Expired/Deleted data reappears after server is restarted

Sure, was just pointing out additional overhead that will occur. instead of being able to just update a record, you have to read, (first record lock), then update (second record lock) - then worry about if you are overwriting someone other client’s delete in between. To avoid that, you will have to use the Check and Set feature and check generation, retry if gen does not match. Just starts slowing the transactions down … but good thinking and deep diving! Yes, it can be handled but costs cycles and therefore latency on the transaction. And this you will have to do for every transaction in your application.

Thank you @pgupta. I appreciate the feedback.

You present some valid issues (race conditions, additional ops), for which some may have workarounds at increased complexity.

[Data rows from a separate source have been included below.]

//! Raster surface - CPU implementation of [`Surface`] over an RGBA buffer
//!
//! The canvas starts transparent, so the result is a mask-only layer that
//! can be exported as PNG or flattened over the video frame.

use std::io::Cursor;
use std::path::Path;

use image::{ImageFormat, Rgba, RgbaImage};

use facemask_core::{FacemaskError, FacemaskResult, FrameSize, MaskAsset, Placement};

use crate::Surface;

/// 2D affine transform in canvas order:
/// x' = a*x + c*y + e, y' = b*x + d*y + f
#[derive(Debug, Clone, Copy, PartialEq)]
pub struct Affine2 {
    pub a: f32,
    pub b: f32,
    pub c: f32,
    pub d: f32,
    pub e: f32,
    pub f: f32,
}

impl Default for Affine2 {
    fn default() -> Self {
        Self::IDENTITY
    }
}

impl Affine2 {
    pub const IDENTITY: Affine2 = Affine2 {
        a: 1.0,
        b: 0.0,
        c: 0.0,
        d: 1.0,
        e: 0.0,
        f: 0.0,
    };

    pub fn translation(x: f32, y: f32) -> Self {
        Affine2 {
            e: x,
            f: y,
            ..Self::IDENTITY
        }
    }

    pub fn rotation(radians: f32) -> Self {
        let (sin, cos) = radians.sin_cos();
        Affine2 {
            a: cos,
            b: sin,
            c: -sin,
            d: cos,
            e: 0.0,
            f: 0.0,
        }
    }

    /// `self` applied after `rhs` (local transforms are post-multiplied)
    pub fn then(&self, rhs: &Affine2) -> Affine2 {
        Affine2 {
            a: self.a * rhs.a + self.c * rhs.b,
            b: self.b * rhs.a + self.d * rhs.b,
            c: self.a * rhs.c + self.c * rhs.d,
            d: self.b * rhs.c + self.d * rhs.d,
            e: self.a * rhs.e + self.c * rhs.f + self.e,
            f: self.b * rhs.e + self.d * rhs.f + self.f,
        }
    }

    pub fn apply(&self, x: f32, y: f32) -> (f32, f32) {
        (
            self.a * x + self.c * y + self.e,
            self.b * x + self.d * y + self.f,
        )
    }

    /// Inverse, or `None` when the transform collapses the plane
    pub fn invert(&self) -> Option<Affine2> {
        let det = self.a * self.d - self.b * self.c;
        if !det.is_finite() || det.abs() < 1e-12 {
            return None;
        }
        let inv = 1.0 / det;
        Some(Affine2 {
            a: self.d * inv,
            b: -self.b * inv,
            c: -self.c * inv,
            d: self.a * inv,
            e: (self.c * self.f - self.d * self.e) * inv,
            f: (self.b * self.e - self.a * self.f) * inv,
        })
    }
}

/// Frame-sized RGBA canvas with a canvas-style transform stack
#[derive(Debug, Clone)]
pub struct RasterSurface {
    canvas: RgbaImage,
    transform: Affine2,
    stack: Vec<Affine2>,
}

impl RasterSurface {
    pub fn new(size: FrameSize) -> Self {
        RasterSurface {
            canvas: RgbaImage::new(size.width, size.height),
            transform: Affine2::IDENTITY,
            stack: Vec::new(),
        }
    }

    pub fn canvas(&self) -> &RgbaImage {
        &self.canvas
    }

    pub fn transform(&self) -> Affine2 {
        self.transform
    }

    pub fn pixel(&self, x: u32, y: u32) -> Option<Rgba<u8>> {
        if x < self.canvas.width() && y < self.canvas.height() {
            Some(*self.canvas.get_pixel(x, y))
        } else {
            None
        }
    }

    /// Number of pixels with any coverage
    pub fn covered_pixels(&self) -> usize {
        self.canvas.pixels().filter(|p| p.0[3] > 0).count()
    }

    /// Encode the current layer as PNG (transparent background kept)
    pub fn encode_png(&self) -> FacemaskResult<Vec<u8>> {
        let mut out = Cursor::new(Vec::new());
        self.canvas
            .write_to(&mut out, ImageFormat::Png)
            .map_err(|e| FacemaskError::Encode(e.to_string()))?;
        Ok(out.into_inner())
    }

    pub fn save_png(&self, path: impl AsRef<Path>) -> FacemaskResult<()> {
        self.canvas
            .save_with_format(path, ImageFormat::Png)
            .map_err(|e| FacemaskError::Encode(e.to_string()))
    }

    /// The mask layer composited over a video frame
    pub fn flatten_over(&self, frame: &RgbaImage) -> RgbaImage {
        let mut base = frame.clone();
        image::imageops::overlay(&mut base, &self.canvas, 0, 0);
        base
    }

    /// Device-space pixel bounds touched by a local rect under the current transform
    fn device_bounds(&self, x: f32, y: f32, w: f32, h: f32) -> Option<(u32, u32, u32, u32)> {
        let corners = [
            self.transform.apply(x, y),
            self.transform.apply(x + w, y),
            self.transform.apply(x, y + h),
            self.transform.apply(x + w, y + h),
        ];
        let (mut min_x, mut min_y) = (f32::INFINITY, f32::INFINITY);
        let (mut max_x, mut max_y) = (f32::NEG_INFINITY, f32::NEG_INFINITY);
        for (cx, cy) in corners {
            min_x = min_x.min(cx);
            min_y = min_y.min(cy);
            max_x = max_x.max(cx);
            max_y = max_y.max(cy);
        }

        let (cw, ch) = (self.canvas.width() as f32, self.canvas.height() as f32);
        let x0 = min_x.floor().max(0.0);
        let y0 = min_y.floor().max(0.0);
        let x1 = max_x.ceil().min(cw);
        let y1 = max_y.ceil().min(ch);
        if !(x0 < x1 && y0 < y1) {
            return None;
        }
        Some((x0 as u32, y0 as u32, x1 as u32, y1 as u32))
    }
}

/// Non-premultiplied source-over
fn blend_over(dst: &mut Rgba<u8>, src: Rgba<u8>) {
    let sa = src.0[3] as f32 / 255.0;
    if sa <= 0.0 {
        return;
    }
    let da = dst.0[3] as f32 / 255.0;
    let out_a = sa + da * (1.0 - sa);
    for i in 0..3 {
        let s = src.0[i] as f32;
        let d = dst.0[i] as f32;
        let c = (s * sa + d * da * (1.0 - sa)) / out_a;
        dst.0[i] = c.round().clamp(0.0, 255.0) as u8;
    }
    dst.0[3] = (out_a * 255.0).round().clamp(0.0, 255.0) as u8;
}

impl Surface for RasterSurface {
    fn size(&self) -> FrameSize {
        FrameSize::new(self.canvas.width(), self.canvas.height())
    }

    fn resize(&mut self, size: FrameSize) {
        self.canvas = RgbaImage::new(size.width, size.height);
        self.transform = Affine2::IDENTITY;
        self.stack.clear();
    }

    fn clear(&mut self) {
        for p in self.canvas.pixels_mut() {
            *p = Rgba([0, 0, 0, 0]);
        }
    }

    fn save(&mut self) {
        self.stack.push(self.transform);
    }

    fn restore(&mut self) {
        if let Some(t) = self.stack.pop() {
            self.transform = t;
        }
    }

    fn translate(&mut self, x: f32, y: f32) {
        self.transform = self.transform.then(&Affine2::translation(x, y));
    }

    fn rotate(&mut self, radians: f32) {
        self.transform = self.transform.then(&Affine2::rotation(radians));
    }

    fn draw_image(&mut self, mask: &MaskAsset, x: f32, y: f32, width: f32, height: f32) {
        let visible = |v: f32| v.is_finite() && v.abs() >= Placement::MIN_VISIBLE_EXTENT;
        if !visible(width) || !visible(height) || !x.is_finite() || !y.is_finite() {
            return;
        }
        let Some(inverse) = self.transform.invert() else {
            return;
        };
        let Some((x0, y0, x1, y1)) = self.device_bounds(x, y, width, height) else {
            return;
        };

        let src = mask.image();
        let (mw, mh) = (src.width(), src.height());

        for py in y0..y1 {
            for px in x0..x1 {
                // Sample at pixel centers
                let (lx, ly) = inverse.apply(px as f32 + 0.5, py as f32 + 0.5);
                let u = (lx - x) / width;
                let v = (ly - y) / height;
                if !(0.0..1.0).contains(&u) || !(0.0..1.0).contains(&v) {
                    continue;
                }
                let sx = ((u * mw as f32) as u32).min(mw - 1);
                let sy = ((v * mh as f32) as u32).min(mh - 1);
                blend_over(self.canvas.get_pixel_mut(px, py), *src.get_pixel(sx, sy));
            }
        }
    }
}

I would love to iron out the issues further, but only if we were fine-tuning a workable solution. As of now, it seems community edition users must choose between (1) limited, never-incremented ttl records or (2) a long-ttl tombstone that, even then, doesn’t close the hole 100% (and the fact that the tombstone record is indexed in expensive RAM).

Well another approach to think about … and please don’t hold my feet to the fire…I have not thought it through. The problem of deleted records resurrecting fundamentally comes from reducing the original default ttl in the namespace or ttl when first time the record is created. You reduce it by either resetting to lower value in a record update or when deleting the record, you leave the future expiration ttl on ssd with index blown in RAM. What if you start with a short ttl as default in namespace and periodically touch the records you want to keep ie extend ttl for the ones you want? Then you do your tombstone approach but don’t delete the record. Instead if it is not a tombstone bin with T, say with K, for keep, extend the ttl by touching the record. Let it expire naturally. That takes care of Kevin’s defrag issue. Then in application check for ‘T’ with Check and Set. Won’t work for Live For Ever records. Will it work??? I am just thinking out aloud.

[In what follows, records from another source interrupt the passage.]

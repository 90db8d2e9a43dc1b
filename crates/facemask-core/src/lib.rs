//! facemask core - Fundamental types shared by every layer
//!
//! This crate defines:
//! - Landmarks (LandmarkPoint, FaceMesh, FaceRecord, LandmarkIndices)
//! - The mask image resource (MaskAsset)
//! - The per-face output of the transform engine (Placement)
//! - Video frame descriptors (FrameSize, VideoFrame)
//! - The error taxonomy

pub mod error;
pub mod frame;
pub mod landmark;
pub mod mask;
pub mod placement;

pub use error::*;
pub use frame::*;
pub use landmark::*;
pub use mask::*;
pub use placement::*;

Delete is a hard problem to solve and even with EE Durable Deletes, there is a price to pay in terms of storage space for tombstones and extra tomb raider cycles to clear the tombstones. Even then it protects you against node failure only for the tombstone duration period (one day by default) though you can set it higher. so as long as you resurrect the node within the day or that period, you are fine. Its a tradeoff between getting durable deletes and paying the storage and another background thread taking away resources from your active transaction processing.

I think your suggestion indeed works. Rephrasing what you said: (1) don’t have non-expiring records (2) expiring ones need to be touched periodically, and their ttl should never be reduced (via policy change or delete)

The above restrictions works for some use cases.

The price to pay for durable deletes–that is, a temporary backlog of yet-to-be-raided tombstones–is reasonable if deletions are not very frequent. Which I think makes the database applicable to a much wider variety of use cases.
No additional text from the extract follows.